[Transformers 03] Use Pytorch to start building transformers

 

1. Description

        In this tutorial, we will use PyTorch to build a basic transformer model from scratch. The Transformer model introduced by Vaswani et al. in the paper "Attention is All You Need" is a deep learning architecture designed for sequence-to-sequence tasks such as machine translation and text summarization. It is based on the self-attention mechanism, which has been the basis of many state-of-the-art natural language processing models, such as GPT and BERT.

2. Preparatory activities

        To generate the converter model, we will follow these steps:

  1. Import necessary libraries and modules
  2. Defining basic building blocks: multi-head attention, positional feed-forward networks, positional encoding
  3. Build the encoder and decoder layers
  4. Combine encoder and decoder layers to create a complete converter model
  5. Prepare sample data
  6. training model

        Let's start by importing the necessary libraries and modules.

import torch
import torch.nn as nn
import torch.optim as optim
import torch.utils.data as data
import math
import copy

We will now define the basic building blocks of a converter model.

3. Multiple attention

Figure 2. Multi-head attention (Source: Image created by the author)

        The multi-head attention mechanism computes the attention between each pair of positions in the sequence. It consists of multiple "attention heads" to capture different aspects of the input sequence.
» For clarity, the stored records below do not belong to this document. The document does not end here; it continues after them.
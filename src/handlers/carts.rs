use axum::{
    extract::{Path, State},
    response::IntoResponse,
    Json,
};
use uuid::Uuid;

use super::common::{created_response, no_content_response, success_response};
use crate::{
    auth::AuthUser,
    errors::ServiceError,
    services::carts::{AddCartItem, UpdateCartItem},
    AppState,
};

pub async fn view_cart(
    State(state): State<AppState>,
    user: AuthUser,
) -> Result<impl IntoResponse, ServiceError> {
    let cart = state.services.carts.view(&user).await?;
    Ok(success_response(cart))
}

pub async fn add_item(
    State(state): State<AppState>,
    user: AuthUser,
    Json(payload): Json<AddCartItem>,
) -> Result<impl IntoResponse, ServiceError> {
    let line = state.services.carts.add_item(&user, payload).await?;
    Ok(created_response(line))
}

/// A quantity of zero or less removes the line.
pub async fn update_item(
    State(state): State<AppState>,
    user: AuthUser,
    Path(item_id): Path<Uuid>,
    Json(payload): Json<UpdateCartItem>,
) -> Result<impl IntoResponse, ServiceError> {
    let quantity = payload
        .quantity
        .ok_or_else(|| ServiceError::ValidationError("quantity is required".to_string()))?;

    match state
        .services
        .carts
        .update_item(&user, item_id, quantity)
        .await?
    {
        Some(line) => Ok(success_response(line)),
        None => Ok(no_content_response()),
    }
}

pub async fn remove_item(
    State(state): State<AppState>,
    user: AuthUser,
    Path(item_id): Path<Uuid>,
) -> Result<impl IntoResponse, ServiceError> {
    state.services.carts.remove_item(&user, item_id).await?;
    Ok(no_content_response())
}
/// Writes the order with its items. The inner `DbErr` is the order insert's
/// own failure, so callers can detect a lost idempotency race.
async fn insert_order_rows(
    txn: &DatabaseTransaction,
    new_order: NewOrder,
    lines: &[PricedLine],
    currency: &str,
) -> Result<Result<order::Model, sea_orm::DbErr>, ServiceError> {
    let now = Utc::now();
    let inserted = order::ActiveModel {
        id: Set(new_order.id),
        customer_id: Set(new_order.customer_id),
        idempotency_key: Set(new_order.idempotency_key),
        payment_method: Set(new_order.payment_method),
        status: Set(new_order.status),
        payment_status: Set(PaymentStatus::Pending),
        total_amount: Set(new_order.total),
        currency: Set(currency.to_string()),
        gateway_order_id: Set(new_order.gateway_order_id),
        gateway_payment_id: Set(None),
        created_at: Set(now),
        updated_at: Set(now),
    }
    .insert(txn)
    .await;

    let order = match inserted {
        Ok(order) => order,
        Err(e) => return Ok(Err(e)),
    };

    let items = lines.iter().map(|line| order_item::ActiveModel {
        id: Set(Uuid::new_v4()),
        order_id: Set(order.id),
        flower_id: Set(line.flower.id),
        flower_name: Set(line.flower.name.clone()),
        quantity: Set(line.quantity),
        unit_price: Set(line.unit_price),
    });
    order_item::Entity::insert_many(items)
        .exec_without_returning(txn)
        .await
        .map_err(|e| {
            error!(order_id = %order.id, error = %e, "Failed to insert order items");
            ServiceError::DatabaseError(e)
        })?;

    Ok(Ok(order))
}

/// The checkout orchestrator.
#[derive(Clone)]
pub struct CheckoutService {
    db: Arc<DatabaseConnection>,
    gateway: Arc<dyn PaymentGateway>,
    zones: Arc<DeliveryZones>,
    currency: String,
}
use axum::{
    extract::State,
    http::StatusCode,
    response::{IntoResponse, Response},
    Json,
};

use super::common::{created_response, success_response};
use crate::{
    auth::AuthUser,
    errors::ServiceError,
    services::checkout::{PaymentIntentRequest, PlaceOrderRequest},
    AppState,
};

/// Replays answer 200 with the stored order; fresh orders answer 201.
fn order_response<T: serde::Serialize>(replayed: bool, body: T) -> Response {
    if replayed {
        success_response(body)
    } else {
        created_response(body)
    }
}

/// `POST /checkout/buy-now`
pub async fn buy_now(
    State(state): State<AppState>,
    user: AuthUser,
    Json(payload): Json<PlaceOrderRequest>,
) -> Result<impl IntoResponse, ServiceError> {
    let result = state.services.checkout.place_order(&user, payload).await?;
    Ok(order_response(result.replayed, result))
}

/// `POST /checkout/create-payment`
pub async fn create_payment(
    State(state): State<AppState>,
    user: AuthUser,
    Json(payload): Json<PaymentIntentRequest>,
) -> Result<impl IntoResponse, ServiceError> {
    let result = state
        .services
        .checkout
        .create_payment_intent(&user, payload)
        .await?;
    Ok(order_response(result.replayed, result))
}

#[cfg(test)]
mod tests {
    use super::*;

    #[test]
    fn replays_are_not_reported_as_created() {
        assert_eq!(order_response(true, "x").status(), StatusCode::OK);
        assert_eq!(order_response(false, "x").status(), StatusCode::CREATED);
    }
}
use chrono::{DateTime, Utc};
use rust_decimal::Decimal;
use sea_orm::entity::prelude::*;
use serde::{Deserialize, Serialize};
use uuid::Uuid;

/// Lifecycle status of an order.
#[derive(
    Clone,
    Copy,
    Debug,
    PartialEq,
    Eq,
    Hash,
    EnumIter,
    DeriveActiveEnum,
    Serialize,
    Deserialize,
    strum::Display,
    strum::EnumString,
)]
#[sea_orm(rs_type = "String", db_type = "String(StringLen::N(32))")]
#[serde(rename_all = "snake_case")]
#[strum(serialize_all = "snake_case", ascii_case_insensitive)]
pub enum OrderStatus {
    #[sea_orm(string_value = "payment_pending")]
    PaymentPending,
    #[sea_orm(string_value = "payment_failed")]
    PaymentFailed,
    #[sea_orm(string_value = "confirmed")]
    Confirmed,
    #[sea_orm(string_value = "processing")]
    Processing,
    #[sea_orm(string_value = "shipped")]
    Shipped,
    #[sea_orm(string_value = "delivered")]
    Delivered,
    #[sea_orm(string_value = "cancelled")]
    Cancelled,
    #[sea_orm(string_value = "refunded")]
    Refunded,
}

/// Payment axis of an order, updated in lockstep with specific status transitions.
#[derive(
    Clone,
    Copy,
    Debug,
    PartialEq,
    Eq,
    EnumIter,
    DeriveActiveEnum,
    Serialize,
    Deserialize,
    strum::Display,
)]
#[sea_orm(rs_type = "String", db_type = "String(StringLen::N(16))")]
#[serde(rename_all = "snake_case")]
#[strum(serialize_all = "snake_case")]
pub enum PaymentStatus {
    #[sea_orm(string_value = "pending")]
    Pending,
    #[sea_orm(string_value = "paid")]
    Paid,
    #[sea_orm(string_value = "failed")]
    Failed,
    #[sea_orm(string_value = "refunded")]
    Refunded,
}

#[derive(
    Clone,
    Copy,
    Debug,
    PartialEq,
    Eq,
    EnumIter,
    DeriveActiveEnum,
    Serialize,
    Deserialize,
    strum::Display,
)]
#[sea_orm(rs_type = "String", db_type = "String(StringLen::N(16))")]
#[serde(rename_all = "snake_case")]
#[strum(serialize_all = "snake_case")]
pub enum PaymentMethod {
    #[sea_orm(string_value = "cash_on_delivery")]
    #[serde(alias = "cod")]
    CashOnDelivery,
    #[sea_orm(string_value = "online")]
    Online,
}

/// The `orders` table.
#[derive(Clone, Debug, PartialEq, DeriveEntityModel, Serialize, Deserialize)]
#[sea_orm(table_name = "orders")]
pub struct Model {
    #[sea_orm(primary_key, auto_increment = false)]
    pub id: Uuid,
    pub customer_id: Uuid,
    /// Unique together with `customer_id`
    pub idempotency_key: String,
    pub payment_method: PaymentMethod,
    pub status: OrderStatus,
    pub payment_status: PaymentStatus,
    #[sea_orm(column_type = "Decimal(Some((10, 2)))")]
    pub total_amount: Decimal,
    pub currency: String,
    /// Gateway intent reference; only online orders carry one
    #[sea_orm(nullable)]
    pub gateway_order_id: Option<String>,
    /// Gateway transaction reference recorded on capture
    #[sea_orm(nullable)]
    pub gateway_payment_id: Option<String>,
    pub created_at: DateTime<Utc>,
    pub updated_at: DateTime<Utc>,
}

#[derive(Copy, Clone, Debug, EnumIter, DeriveRelation)]
pub enum Relation {
    #[sea_orm(has_many = "super::order_item::Entity")]
    OrderItem,
    #[sea_orm(
        belongs_to = "super::customer::Entity",
        from = "Column::CustomerId",
        to = "super::customer::Column::Id"
    )]
    Customer,
}

impl Related<super::order_item::Entity> for Entity {
    fn to() -> RelationDef {
        Relation::OrderItem.def()
    }
}

impl Related<super::customer::Entity> for Entity {
    fn to() -> RelationDef {
        Relation::Customer.def()
    }
}

impl ActiveModelBehavior for ActiveModel {}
class MultiHeadAttention(nn.Module):
    def __init__(self, d_model, num_heads):
        super(MultiHeadAttention, self).__init__()
        assert d_model % num_heads == 0, "d_model must be divisible by num_heads"
        
        self.d_model = d_model
        self.num_heads = num_heads
        self.d_k = d_model // num_heads
        
        self.W_q = nn.Linear(d_model, d_model)
        self.W_k = nn.Linear(d_model, d_model)
        self.W_v = nn.Linear(d_model, d_model)
        self.W_o = nn.Linear(d_model, d_model)
        
    def scaled_dot_product_attention(self, Q, K, V, mask=None):
        attn_scores = torch.matmul(Q, K.transpose(-2, -1)) / math.sqrt(self.d_k)
        if mask is not None:
            attn_scores = attn_scores.masked_fill(mask == 0, -1e9)
        attn_probs = torch.softmax(attn_scores, dim=-1)
        output = torch.matmul(attn_probs, V)
        return output
        
    def split_heads(self, x):
        batch_size, seq_length, d_model = x.size()
        return x.view(batch_size, seq_length, self.num_heads, self.d_k).transpose(1, 2)
        
    def combine_heads(self, x):
        batch_size, _, seq_length, d_k = x.size()
        return x.transpose(1, 2).contiguous().view(batch_size, seq_length, self.d_model)
        
    def forward(self, Q, K, V, mask=None):
        Q = self.split_heads(self.W_q(Q))
        K = self.split_heads(self.W_k(K))
        V = self.split_heads(self.W_v(V))
        
        attn_output = self.scaled_dot_product_attention(Q, K, V, mask)
        output = self.W_o(self.combine_heads(attn_output))
        return output

        The MultiHeadAttention code initializes the module with input parameters and a linear transformation layer. It computes attention scores, reshape input tensors into multiple heads, and combines attention outputs from all heads together. The forward approach computes multi-head self-attention, allowing the model to focus on some different aspects of the input sequence.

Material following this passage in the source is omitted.